* _EXERCISE PROMPT_
Pull every line holding the string "clock" from the records below.

* _SUPPLIED ENTRIES_

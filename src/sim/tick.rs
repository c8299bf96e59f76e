//! Fixed timestep simulation tick
//!
//! Core game loop that advances simulation deterministically. One call to
//! [`frame`] applies the frame's commands, runs at most one tick and then
//! produces exactly one snapshot.

use super::actor::Boundary;
use super::clock::SimulationState;
use super::collision::{collect_pickups, first_obstacle_hit};
use super::events::GameEvent;
use super::obstacles::{advance_obstacles, should_spawn, spawn_obstacle};
use super::powerups::{PowerUpKind, advance_powerups, place_powerup, roll_spawn};
use super::snapshot::Snapshot;
use super::state::GameState;

/// Input commands for a single frame (deterministic)
#[derive(Debug, Clone, Default)]
pub struct TickInput {
    /// Flap (click/tap/space)
    pub flap: bool,
    /// Pause toggle
    pub pause: bool,
    /// Start a run, or restart after game over
    pub start: bool,
    /// Demo mode - the core flaps on its own
    pub autopilot: bool,
}

/// Output of one frame
#[derive(Debug, Clone)]
pub struct Frame {
    pub snapshot: Snapshot,
    /// Events emitted during this frame, in order
    pub events: Vec<GameEvent>,
}

/// Run one frame: commands, at most one tick, then one snapshot
pub fn frame(state: &mut GameState, input: &TickInput) -> Frame {
    tick(state, input);
    Frame {
        snapshot: state.snapshot(),
        events: state.drain_events(),
    }
}

/// Apply commands and advance the game state by one fixed tick
pub fn tick(state: &mut GameState, input: &TickInput) {
    if input.start {
        match state.phase() {
            SimulationState::Start => {
                state.start();
            }
            SimulationState::GameOver => {
                state.restart();
            }
            _ => {}
        }
    }
    if input.pause {
        state.toggle_pause();
    }

    if !state.clock.advance() {
        // Let the crash burst play out; Start and Paused stay frozen
        if state.phase() == SimulationState::GameOver {
            state.particles.update();
        }
        return;
    }

    if input.flap || (input.autopilot && autopilot_wants_flap(state)) {
        state.flap();
    }

    step(state);
}

/// The update pipeline for one Playing tick
fn step(state: &mut GameState) {
    let tuning = state.tuning;
    let time_scale = state.effects.time_scale(&tuning);

    // --- PHYSICS ---
    if state.actor.step(&tuning, time_scale) == Boundary::Ground {
        if state.absorb_with_shield() {
            state.actor.bounce_off_ground(&tuning);
        } else {
            state.end_run();
            state.particles.update();
            return;
        }
    }

    // --- OBSTACLES ---
    if should_spawn(&state.obstacles, &tuning) {
        let id = state.next_entity_id();
        let obstacle = spawn_obstacle(id, state.score.gap_height, &tuning, &mut state.rng);
        state.obstacles.push(obstacle);
    }
    let speed = state.score.speed * time_scale;
    let cleared = advance_obstacles(&mut state.obstacles, speed, state.actor.pos.x);

    // --- COLLISIONS ---
    let actor_box = state.actor.bounds();
    let mut fatal = false;
    if let Some(index) = first_obstacle_hit(&actor_box, &state.obstacles) {
        if state.absorb_with_shield() {
            state.obstacles[index].breached = true;
        } else {
            fatal = true;
        }
    }
    // A fatal hit ends the tick before any pickup is processed
    let collected = if fatal {
        Vec::new()
    } else {
        collect_pickups(&actor_box, &mut state.powerups)
    };

    // --- SCORE & DIFFICULTY ---
    for _ in &cleared {
        let double = state.effects.is_active(PowerUpKind::DoublePoints);
        let points = state.score.award_clearance(double);
        let total = state.score.score;
        state.emit(GameEvent::Score { points, total });
    }
    if let Some(level) = state.score.recompute(&tuning) {
        log::debug!(
            "Difficulty level {} (speed {:.2}, gap {:.1})",
            level,
            state.score.speed,
            state.score.gap_height
        );
        state.emit(GameEvent::LevelUp { level });
    }
    state.evaluate_achievements();

    if fatal {
        state.end_run();
        state.particles.update();
        return;
    }

    // --- POWER-UPS ---
    state.effects.decay();
    for powerup in collected {
        state.effects.activate(powerup.kind, powerup.duration_ticks);
        state.emit(GameEvent::PowerUpCollected {
            kind: powerup.kind,
            at: powerup.center(),
        });
    }
    if let Some(newest) = state.obstacles.last().cloned() {
        if let Some(kind) = roll_spawn(&tuning, &mut state.rng) {
            let id = state.next_entity_id();
            state.powerups.push(place_powerup(id, kind, &newest, &tuning));
        }
    }
    advance_powerups(&mut state.powerups, speed);
    state.evaluate_achievements();

    // --- PARTICLES ---
    state.particles.update();
}

/// Demo pilot: flap when falling below a line just under the next gap centre
fn autopilot_wants_flap(state: &GameState) -> bool {
    let actor = &state.actor;
    let target = state
        .obstacles
        .iter()
        .find(|o| o.right() >= actor.pos.x)
        .map(|o| o.gap_center + o.gap_height * 0.2)
        .unwrap_or(state.tuning.ground_level() * 0.5);
    actor.center().y > target && actor.vel >= 0.0
}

* _EXERCISE OUTPUT_
use super::clock::SimulationState;
    if !state.clock.advance() {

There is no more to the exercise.